"Let the words of today help heal our broken hearts" Cervical cancer patient support group respond to the Taoiseach's apology
"A watershed moment"
The cervical cancer patient support group 221+ has responded to the Taoiseach's apology for the "many failures" of the healthcare system.
The independent group was established in July 2018 to provide information, support and advice to families affected by the national cervical smear screening scandal. The group's name symbolises the 221 women who are so far known to have been affected by the scandal.
Its steering committee includes Vicky Phelan – the Limerick woman who first brought the scandal to light – fellow sufferer Lorriane Walsh and Stephen Teap, who lost his wife Irene, a victim of misread smears, in 2017. All three were in the Dáil to hear the Taoiseach's speech read out.
"For us, the acknowledgement and this apology have huge significance," the group said in its statement. It outlined how Leo Varadkar's apology came after meetings between Government officials and the women of 221, as well as their families – and, in some cases, those who have survived them.
"Those telling their story spoke simply the truth, courageously but from the heart and with quiet dignity. In reliving their experiences and articulating their fears – at times saying very difficult things – they made an enormous contribution that will serve to improve our system. We all will benefit."
The group stressed that the Government must now follow through on promises made to reform the health service and put in place the checks that will ensure that similar failings will not be possible in the future.
Earlier today, Dr Gabriel Scally, who authored two reports after his investigation into the cervical screening system, said that he was satisfied that his recommendations for change are being implemented by the HSE, while adding that there was more work to be done.
221+ patient representatives Vicky Phelan, Stephen Teap and Lorraine Walsh
The full 221+ statement reads as follows:
The State’s acknowledgement and apology through An Taoiseach to the women and families adversely impacted by the abject failures of CervicalCheck is a watershed moment.
It is an acknowledgement from the core of Government that our healthcare system was not patient centred.
It is a first step in the process of rebuilding confidence in the capacity of the State to put the patient first in the delivery of public healthcare generally, and for women’s health specifically.
For us, the acknowledgement and this apology have huge significance. They are central to the process of healing and of rebuilding our lives, and the lives of those who love, support and care for us.
We have always said however that a genuine and meaningful apology could only be possible when those delivering it have a full understanding of what they were, and are, responsible for.

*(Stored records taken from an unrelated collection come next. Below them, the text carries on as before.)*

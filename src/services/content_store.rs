use std::collections::BTreeMap;
use std::path::{Path, PathBuf};
use std::sync::{Arc, Mutex};

use serde::{Deserialize, Serialize};
use thiserror::Error;

use crate::models::{NewPage, Page};

/// Errors raised by the content store.
#[derive(Debug, Error)]
pub enum StoreError {
    #[error("Failed to access content file: {0}")]
    Io(#[from] std::io::Error),

    #[error("Content file is not valid JSON: {0}")]
    Serialize(#[from] serde_json::Error),

    #[error("Page {0} does not exist")]
    NotFound(u64),

    #[error("A page with slug '{slug}' already exists at this level")]
    DuplicateSlug { slug: String },

    #[error("Invalid page: {0}")]
    Invalid(String),
}

/// Everything the store persists. Cloned wholesale for each transaction.
#[derive(Clone, Debug, Default, Serialize, Deserialize)]
pub struct ContentDb {
    #[serde(default)]
    next_id: u64,
    #[serde(default)]
    pages: BTreeMap<u64, Page>,
}

/// A working copy of the content database. Changes become visible to other
/// readers only when the surrounding [`ContentStore::atomic`] call commits.
pub struct Transaction {
    db: ContentDb,
    created: Vec<u64>,
}

impl Transaction {
    fn new(db: ContentDb) -> Self {
        Self {
            db,
            created: Vec::new(),
        }
    }

    pub fn get_page(&self, id: u64) -> Option<&Page> {
        self.db.pages.get(&id)
    }

    /// Ids of the pages inserted so far in this transaction.
    pub fn created(&self) -> &[u64] {
        &self.created
    }

    /// Whether a page below `parent_id` already uses `slug`.
    pub fn slug_taken(&self, parent_id: Option<u64>, slug: &str) -> bool {
        self.db
            .pages
            .values()
            .any(|p| p.parent_id == parent_id && p.slug == slug)
    }

    pub fn insert_page(&mut self, new: NewPage) -> Result<Page, StoreError> {
        let slug = slugify(if new.slug.trim().is_empty() { &new.title } else { &new.slug });
        if slug.is_empty() {
            return Err(StoreError::Invalid("a page needs a title or slug".into()));
        }
        let parent_path = match new.parent_id {
            Some(pid) => self
                .db
                .pages
                .get(&pid)
                .map(|p| p.path.clone())
                .ok_or(StoreError::NotFound(pid))?,
            None => String::new(),
        };
        if self.slug_taken(new.parent_id, &slug) {
            return Err(StoreError::DuplicateSlug { slug });
        }
        let path = if parent_path.is_empty() {
            slug.clone()
        } else {
            format!("{}/{}", parent_path, slug)
        };
        self.db.next_id += 1;
        let page = Page {
            id: self.db.next_id,
            title: new.title.trim().to_string(),
            slug,
            path,
            parent_id: new.parent_id,
            language: new.language,
            content: new.content,
            created_by: new.created_by,
            created_at: now_iso8601(),
        };
        self.db.pages.insert(page.id, page.clone());
        self.created.push(page.id);
        Ok(page)
    }
}

/// Page storage shared by all requests, optionally backed by a JSON file.
#[derive(Clone)]
pub struct ContentStore {
    db: Arc<Mutex<ContentDb>>,
    path: Option<PathBuf>,
    write_gate: Arc<tokio::sync::Mutex<()>>,
}

impl ContentStore {
    pub fn in_memory() -> Self {
        Self {
            db: Arc::new(Mutex::new(ContentDb::default())),
            path: None,
            write_gate: Arc::new(tokio::sync::Mutex::new(())),
        }
    }

    /// Load the store from `path`. A missing file yields an empty store that
    /// will be created on the first commit.
    pub async fn open(path: impl Into<PathBuf>) -> Result<Self, StoreError> {
        let path = path.into();
        let db = if path.exists() {
            let text = tokio::fs::read_to_string(&path).await?;
            if text.trim().is_empty() {
                ContentDb::default()
            } else {
                serde_json::from_str::<ContentDb>(&text)?
            }
        } else {
            ContentDb::default()
        };
        tracing::info!(path = %path.display(), pages = db.pages.len(), "Loaded content store");
        Ok(Self {
            db: Arc::new(Mutex::new(db)),
            path: Some(path),
            write_gate: Arc::new(tokio::sync::Mutex::new(())),
        })
    }

    pub fn path(&self) -> Option<&Path> {
        self.path.as_deref()
    }

    pub fn get_page(&self, id: u64) -> Option<Page> {
        self.db.lock().unwrap().pages.get(&id).cloned()
    }

    /// Look a page up by a raw primary key. Missing, blank or malformed keys
    /// all yield `None`.
    pub fn find_page(&self, pk: Option<&str>) -> Option<Page> {
        let raw = pk?.trim();
        if raw.is_empty() {
            return None;
        }
        match raw.parse::<u64>() {
            Ok(id) => self.get_page(id),
            Err(_) => {
                tracing::debug!(pk = raw, "Ignoring malformed page key");
                None
            }
        }
    }

    pub fn pages(&self) -> Vec<Page> {
        self.db.lock().unwrap().pages.values().cloned().collect()
    }

    pub fn page_count(&self) -> usize {
        self.db.lock().unwrap().pages.len()
    }

    /// Run `f` against a snapshot of the store and commit the result only if
    /// `f` succeeds and the content file (if any) was written. Transactions
    /// are serialized.
    pub async fn atomic<T, E, F>(&self, f: F) -> Result<T, E>
    where
        F: FnOnce(&mut Transaction) -> Result<T, E>,
        E: From<StoreError>,
    {
        let _gate = self.write_gate.lock().await;
        let snapshot = self.db.lock().unwrap().clone();
        let mut tx = Transaction::new(snapshot);
        let value = match f(&mut tx) {
            Ok(v) => v,
            Err(e) => {
                tracing::warn!(discarded = tx.created.len(), "Transaction rolled back");
                return Err(e);
            }
        };
        if let Some(path) = &self.path {
            if let Err(e) = persist_db(path, &tx.db).await {
                tracing::error!(%e, path = %path.display(), "Failed to persist content; rolling back");
                return Err(E::from(e));
            }
        }
        *self.db.lock().unwrap() = tx.db;
        Ok(value)
    }
}

async fn persist_db(path: &Path, db: &ContentDb) -> Result<(), StoreError> {
    let content = serde_json::to_string_pretty(db)?;
    let tmp = path.with_extension("json.tmp");
    tokio::fs::write(&tmp, content).await?;
    tokio::fs::rename(&tmp, path).await?;
    Ok(())
}

/// Generate a URL-safe slug from a display name.
/// Converts to lowercase, replaces spaces and special chars with `-`,
/// and trims leading/trailing dashes.
pub fn slugify(name: &str) -> String {
    let slug: String = name
        .chars()
        .map(|c| {
            if c.is_alphanumeric() {
                c.to_lowercase().next().unwrap_or(c)
            } else {
                '-'
            }
        })
        .collect();
    slug.split('-')
        .filter(|s| !s.is_empty())
        .collect::<Vec<_>>()
        .join("-")
}

/// Returns the current UTC timestamp as an ISO-8601 string.
pub fn now_iso8601() -> String {
    chrono::Utc::now().format("%Y-%m-%dT%H:%M:%SZ").to_string()
}

#[cfg(test)]
mod tests {
    use super::*;

    fn new_page(title: &str, parent_id: Option<u64>) -> NewPage {
        NewPage {
            title: title.into(),
            parent_id,
            language: "en".into(),
            ..Default::default()
        }
    }

    #[test]
    fn slugify_basic() {
        assert_eq!(slugify("Production Team"), "production-team");
        assert_eq!(slugify("My Page!!! 2024"), "my-page-2024");
    }

    #[test]
    fn find_page_tolerates_bad_keys() {
        let store = ContentStore::in_memory();
        assert!(store.find_page(None).is_none());
        assert!(store.find_page(Some("")).is_none());
        assert!(store.find_page(Some("abc")).is_none());
        assert!(store.find_page(Some("-3")).is_none());
        assert!(store.find_page(Some("42")).is_none());
    }

    #[tokio::test]
    async fn commit_builds_nested_paths() {
        let store = ContentStore::in_memory();
        let parent = store
            .atomic(|tx| tx.insert_page(new_page("About", None)))
            .await
            .unwrap();
        let child = store
            .atomic(|tx| tx.insert_page(new_page("Our Team", Some(parent.id))))
            .await
            .unwrap();
        assert_eq!(child.path, "about/our-team");
        assert_eq!(store.find_page(Some(&child.id.to_string())), Some(child));
    }

    #[tokio::test]
    async fn failed_closure_discards_inserts() {
        let store = ContentStore::in_memory();
        let result: Result<(), StoreError> = store
            .atomic(|tx| {
                tx.insert_page(new_page("Draft", None))?;
                Err(StoreError::Invalid("boom".into()))
            })
            .await;
        assert!(result.is_err());
        assert_eq!(store.page_count(), 0);
    }

    #[tokio::test]
    async fn duplicate_sibling_slug_is_rejected() {
        let store = ContentStore::in_memory();
        store
            .atomic(|tx| tx.insert_page(new_page("News", None)))
            .await
            .unwrap();
        let err = store
            .atomic(|tx| tx.insert_page(new_page("news", None)))
            .await
            .unwrap_err();
        assert!(matches!(err, StoreError::DuplicateSlug { .. }));
    }

    #[tokio::test]
    async fn missing_parent_is_rejected() {
        let store = ContentStore::in_memory();
        let err = store
            .atomic(|tx| tx.insert_page(new_page("Orphan", Some(9))))
            .await
            .unwrap_err();
        assert!(matches!(err, StoreError::NotFound(9)));
    }

    #[tokio::test]
    async fn file_backed_store_round_trips() {
        let dir = tempfile::tempdir().unwrap();
        let path = dir.path().join("content.json");
        let store = ContentStore::open(&path).await.unwrap();
        store
            .atomic(|tx| tx.insert_page(new_page("Home", None)))
            .await
            .unwrap();
        let reopened = ContentStore::open(&path).await.unwrap();
        assert_eq!(reopened.page_count(), 1);
        assert_eq!(reopened.pages()[0].slug, "home");
    }

    #[tokio::test]
    async fn unwritable_file_rolls_back() {
        let dir = tempfile::tempdir().unwrap();
        // The target path is a directory, so the rename fails.
        let path = dir.path().join("content.json");
        std::fs::create_dir(&path).unwrap();
        let store = ContentStore {
            db: Arc::new(Mutex::new(ContentDb::default())),
            path: Some(path),
            write_gate: Arc::new(tokio::sync::Mutex::new(())),
        };
        let result = store
            .atomic(|tx| tx.insert_page(new_page("Home", None)))
            .await;
        assert!(result.is_err());
        assert_eq!(store.page_count(), 0);
    }
}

Today’s statement comes after in person meetings over recent months between the women in 221+, their partners, their families and the bereaved with An Taoiseach. They spoke and he listened with great respect. We are proud of them all.
This listening by An Taoiseach was in itself restorative and is deeply appreciated.
Those telling their story spoke simply the truth, courageously but from the heart and with quiet dignity. In reliving their experiences and articulating their fears – at times saying very difficult things – they made an enormous contribution that will serve to improve our system. We all will benefit.
Today is about the State taking responsibility for the inaction of the past. It now recognises the impact of the systemic incapacity that caused the CervicalCheck debacle and the necessity of reversing that.
What must follow is that those with the power to do so will work to establish the governance structures, the oversight, the management capacity and the quality assurance checks which are vital to ensure that these failures will never happen again.
A blueprint has been established by the work and recommendations of Dr. Gabriel Scally, Prof Brian MacCraith and others working alongside them.
The true success of today will be measured by the resolve we see across the health system to implement all those recommendations.
With such resolve, with the support of the committed frontline staff right throughout the Health Service, dedicated as they are to public healthcare, we can move forward.
Our hope now is for a time in Ireland when no woman will ever again have cause to doubt the availability or the quality of the healthcare they receive from the State.
To those who continue, or shall commence, lonely battles through our courts we send our best wishes. We are with you in your search for truth and justice.
To those who find it difficult to speak and who may feel alone, please know that you are never, ever, alone.
And finally, to the broken-hearted, even with all that has been said and written, words shall continue to fail us….
…we will remember always those we have loved and lost and we think of the ones we yearned to love.
And now, let the words of today – words of dignified acknowledgement and apology;
– let them help us heal our broken hearts.